The CSA suffered military defeat and government collapse. Its leaders were driven from power. But a relentless insurgency and the dirty work of policing internal ethnic strife wore down the patience of the people of the North. The old U.S. army never had much of a taste or aptitude for peacekeeping. Political tides shifted in the North and eroded any remaining federal commitment to reconstruction, and the U.S. government simply declared victory and went home, leaving race-based slavery wobbly and battered, but essentially intact in everything but name. (Confederate vice president Alexander Stephens, writing after the war, described “slavery – so called -” as what “was with us, or should be, nothing but the proper subordination of the inferior African race to the superior white ….”)

His first two commenters point out, correctly, that this says nothing about whether Iraq actually is in a state of civil war, let alone we are winning our fight against the insurgency. It’s an interesting point, though, for discussion.

Comparing vastly different kinds of conficts strained analysis.

As I’ve argued previously, it is rather silly to point out that American forces have now been in Iraq longer than we were in Europe fighting WWII, because of not only the nature and scale of the conflicts but because, in the sense of having U.S. forces still stationed there, WWII hasn’t truly ended.

Certainly, that’s true in Korea, where we have technically been in a state of war (or police action or whatever you want to call it) 57 years and counting. Given that we are still taking casualties on a regular basis in Iraq, though, comparisons are silly.

If civil war breaks out in Iraq, assuming it hasn’t already, it won’t look much like the American version, with independent states with clean geographic boundaries fighting according to the accepted rules of warfare in distinctive uniforms. As such, we may not recognize it until it’s well underway.

FILED UNDER: Iraq War, , , , ,
James Joyner
About James Joyner
James Joyner is Professor and Department Head of Security Studies at Marine Corps University's Command and Staff College. He's a former Army officer and Desert Storm veteran. Views expressed here are his own. Follow James on Twitter @DrJJoyner.

Comments

  1. Bithead says:

    Objection, your honor.
    A civil war, by definition is an INTERNAL struggle.

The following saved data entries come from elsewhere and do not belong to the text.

//! Integration tests for configuration loading.

use std::io::Write;

use tc_core::config::Config;

#[test]
fn partial_file_keeps_defaults() {
    let mut file = tempfile::NamedTempFile::new().unwrap();
    write!(
        file,
        r#"{{
            "server": {{ "port": 9100 }},
            "streaming": {{ "ready_timeout_secs": 0 }},
            "reaper": {{ "ttl_secs": 600 }}
        }}"#
    )
    .unwrap();

    let config = Config::load_or_default(Some(file.path()));
    assert_eq!(config.server.port, 9100);
    assert_eq!(config.server.host, "0.0.0.0");
    assert!(config.streaming.ready_timeout().is_none());
    assert_eq!(config.streaming.segment_length_ms, 3000);
    assert_eq!(config.reaper.ttl().as_secs(), 600);
    assert!(config.reaper.enabled);
}

#[test]
fn missing_file_falls_back_to_defaults() {
    let config = Config::load_or_default(Some(std::path::Path::new("/nonexistent/tunecast.json")));
    assert_eq!(config.server.port, 8080);
    assert_eq!(config.storage.hls_dir, std::path::PathBuf::from("data/hls"));
}

#[test]
fn malformed_json_is_a_validation_error() {
    let err = Config::from_json("{ not json").unwrap_err();
    assert!(matches!(err, tc_core::Error::Validation(_)));
}

#[test]
fn suspicious_values_produce_warnings() {
    let config = Config::from_json(
        r#"{ "streaming": { "segment_length_ms": 0 }, "reaper": { "ttl_secs": 5 } }"#,
    )
    .unwrap();
    let warnings = config.validate();
    assert!(warnings.len() >= 2, "{warnings:?}");
}
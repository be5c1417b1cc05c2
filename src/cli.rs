use clap::{Parser, Subcommand};
use std::path::PathBuf;

#[derive(Parser)]
#[command(name = "tunecast")]
#[command(author, version, about = "On-demand adaptive audio streaming server")]
pub struct Cli {
    /// Path to config file
    #[arg(short, long, global = true)]
    pub config: Option<PathBuf>,

    /// Enable verbose logging
    #[arg(short, long, global = true)]
    pub verbose: bool,

    #[command(subcommand)]
    pub command: Commands,
}

#[derive(Subcommand)]
pub enum Commands {
    /// Start the streaming server
    Start {
        /// Host to bind to (overrides config)
        #[arg(long)]
        host: Option<String>,

        /// Port to listen on (overrides config)
        #[arg(short, long)]
        port: Option<u16>,
    },

    /// Register a source file in the catalog under an asset id
    Register {
        /// Asset id
        id: i64,

        /// Source audio file
        path: PathBuf,
    },

    /// List registered assets and their cached transcode signatures
    List,

    /// Run one reaper pass over the stream directory
    Sweep,

    /// Check that required external tools are available
    CheckTools,

    /// Validate configuration file
    Validate {
        /// Config file to validate (uses default if not specified)
        config: Option<PathBuf>,
    },

    /// Display version information
    Version,
}
//! Integration tests for health, admin and middleware behaviour.

mod common;

use axum::body::Body;
use axum::http::{Request, StatusCode};
use common::{ScriptedEncoder, TestHarness};
use http_body_util::BodyExt;
use tower::ServiceExt;

#[tokio::test]
async fn health_reports_ok() {
    let h = TestHarness::new();
    let response = h
        .app()
        .oneshot(Request::builder().uri("/health").body(Body::empty()).unwrap())
        .await
        .unwrap();
    assert_eq!(response.status(), StatusCode::OK);

    let body: serde_json::Value = serde_json::from_slice(
        &response.into_body().collect().await.unwrap().to_bytes(),
    )
    .unwrap();
    assert_eq!(body["status"], "ok");
    assert_eq!(body["inflight"], 0);
}

#[tokio::test]
async fn request_id_is_generated_or_echoed() {
    let (_h, addr) = TestHarness::with_server(ScriptedEncoder::new(1)).await;
    let client = reqwest::Client::new();

    let response = client.get(format!("http://{addr}/health")).send().await.unwrap();
    let generated = response.headers()["x-request-id"].to_str().unwrap();
    assert_eq!(generated.len(), 36);

    let response = client
        .get(format!("http://{addr}/stream/abc/master.m3u8"))
        .header("x-request-id", "trace-me")
        .send()
        .await
        .unwrap();
    assert_eq!(response.status(), 400);
    assert_eq!(response.headers()["x-request-id"], "trace-me");
    let body: serde_json::Value = response.json().await.unwrap();
    assert_eq!(body["request_id"], "trace-me");
}

#[tokio::test]
async fn admin_tools_lists_known_tools() {
    let h = TestHarness::new();
    let response = h
        .app()
        .oneshot(
            Request::builder()
                .uri("/admin/tools")
                .body(Body::empty())
                .unwrap(),
        )
        .await
        .unwrap();
    assert_eq!(response.status(), StatusCode::OK);

    let body: serde_json::Value = serde_json::from_slice(
        &response.into_body().collect().await.unwrap().to_bytes(),
    )
    .unwrap();
    let names: Vec<&str> = body
        .as_array()
        .unwrap()
        .iter()
        .map(|t| t["name"].as_str().unwrap())
        .collect();
    assert_eq!(names, ["ffmpeg", "ffprobe"]);
}
//! External tool detection.
//!
//! The [`ToolRegistry`] discovers and caches the locations of ffmpeg and
//! ffprobe and provides lookup methods for the rest of the crate.

use std::collections::HashMap;
use std::path::{Path, PathBuf};

use serde::{Deserialize, Serialize};
use tc_core::config::ToolsConfig;

/// Known tool names that the registry manages.
pub const KNOWN_TOOLS: &[&str] = &["ffmpeg", "ffprobe"];

/// Availability information for a tool, returned by [`ToolRegistry::check_all`].
#[derive(Debug, Clone, Serialize, Deserialize)]
pub struct ToolInfo {
    /// Tool name.
    pub name: String,
    /// Whether the tool was found.
    pub available: bool,
    /// Version string (first line of `-version` output), if available.
    pub version: Option<String>,
    /// Resolved path to the executable.
    pub path: Option<PathBuf>,
}

/// Registry holding discovered tool paths.
#[derive(Debug, Clone, Default)]
pub struct ToolRegistry {
    tools: HashMap<String, PathBuf>,
}

impl ToolRegistry {
    /// Discover tools by searching `PATH` (or using overrides from config).
    ///
    /// A configured path is used when it exists; otherwise [`which::which`]
    /// locates the tool. Tools that are not found are omitted.
    pub fn discover(tools_config: &ToolsConfig) -> Self {
        let mut tools = HashMap::new();

        for &name in KNOWN_TOOLS {
            let custom_path = match name {
                "ffmpeg" => tools_config.ffmpeg_path.as_deref(),
                "ffprobe" => tools_config.ffprobe_path.as_deref(),
                _ => None,
            };

            let resolved = match custom_path {
                Some(p) if p.exists() => Some(p.to_path_buf()),
                Some(p) => {
                    tracing::warn!(
                        tool = name,
                        path = %p.display(),
                        "Configured tool path does not exist; searching PATH"
                    );
                    which::which(name).ok()
                }
                None => which::which(name).ok(),
            };

            if let Some(path) = resolved {
                tools.insert(name.to_string(), path);
            }
        }

        Self { tools }
    }

    /// Registry with explicit paths, bypassing discovery.
    pub fn with_paths(ffmpeg: PathBuf, ffprobe: PathBuf) -> Self {
        let mut tools = HashMap::new();
        tools.insert("ffmpeg".to_string(), ffmpeg);
        tools.insert("ffprobe".to_string(), ffprobe);
        Self { tools }
    }

    /// Path of `name`, or [`tc_core::Error::Tool`] if it was not found.
    pub fn require(&self, name: &str) -> tc_core::Result<&Path> {
        self.tools
            .get(name)
            .map(PathBuf::as_path)
            .ok_or_else(|| {
                tc_core::Error::tool(name, format!("{name} not found; is it installed and in PATH?"))
            })
    }

    /// Path of `name` if it was found, else the bare name for `PATH` lookup
    /// at spawn time.
    pub fn path_or_name(&self, name: &str) -> PathBuf {
        self.tools
            .get(name)
            .cloned()
            .unwrap_or_else(|| PathBuf::from(name))
    }

    /// Check all known tools and return availability information.
    pub fn check_all(&self) -> Vec<ToolInfo> {
        KNOWN_TOOLS
            .iter()
            .map(|&name| match self.tools.get(name) {
                Some(path) => ToolInfo {
                    name: name.to_string(),
                    available: true,
                    version: detect_version(path),
                    path: Some(path.clone()),
                },
                None => ToolInfo {
                    name: name.to_string(),
                    available: false,
                    version: None,
                    path: None,
                },
            })
            .collect()
    }
}

/// Run `<tool> -version` and return the first line of stdout.
fn detect_version(path: &Path) -> Option<String> {
    let output = std::process::Command::new(path)
        .arg("-version")
        .output()
        .ok()?;

    if !output.status.success() {
        return None;
    }

    String::from_utf8_lossy(&output.stdout)
        .lines()
        .next()
        .map(|s| s.to_string())
}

    Iraq, as it’s developing, is outside forces… Iran, particularly, along with Syria, showing up and trying to pass as Iraqis, so as to make this LOOK like an internal conflict.

  2. James Joyner says:

    Bithead: There were external forces during the U.S. Civil War, too. Indeed, a major political component was the struggle of the South to get the Brits to lend more support to their natural cultural/economic allies while the North was shifting the war to be about slavery–anathema in Europe by then–rather than repression of national sovereignty.

    As for Iraq, while outside support from Iran and Syria are undoubtedly part of the picture–to say nothing of the U.S.-led Coalition–it’s still mostly an internal phenomenon.

  3. legion says:

    The old U.S. army never had much of a taste or aptitude for peacekeeping.

    Ummm… it still doesn’t. In fact, if Callimachus’ assumptions and definitions are accepted (though Bithead’s point worth thinking about), it’s a pretty good argument that we’re proceeding down a road to failure…

  4. Compare and contrast what is happening in Gaza with Iraq. Is one more in a civil war than another? Also recognize the differences in provinces within Iraq.

    I do think the comparison to the war of northern aggression and Iraq is an interesting one. While the south had much more success in the military phase of the war than the former Iraqi government, the real issue is in the post-military phase. When Grant refused to continue to use federal troops to impose governments on the southern states (aka withdrawal), that was when the “reconstruction” governments started to fall. You can make a good argument that the reverberations of the failed reconstruction governments was with us for 100 years. Just a point to ponder for those whose strategic thinking on Iraq doesn’t go further than “withdraw within 6 months”.

  5. LJD says:

    Peacekeeping taste and aptitude is being well demonstrated in Korea, Bosnia, Kosovo, to name a few. I guess it depends on what you consider to be the definition of ‘peacekeeping’ as in, whether it’s effective or not. Which leads one to ask, when do we switch from ‘peacekeeping’ to ‘asskicking’?

  6. Billy says:

    The American Civil War lasted until Brown v. Board of Education. The North won, but it took almost a century.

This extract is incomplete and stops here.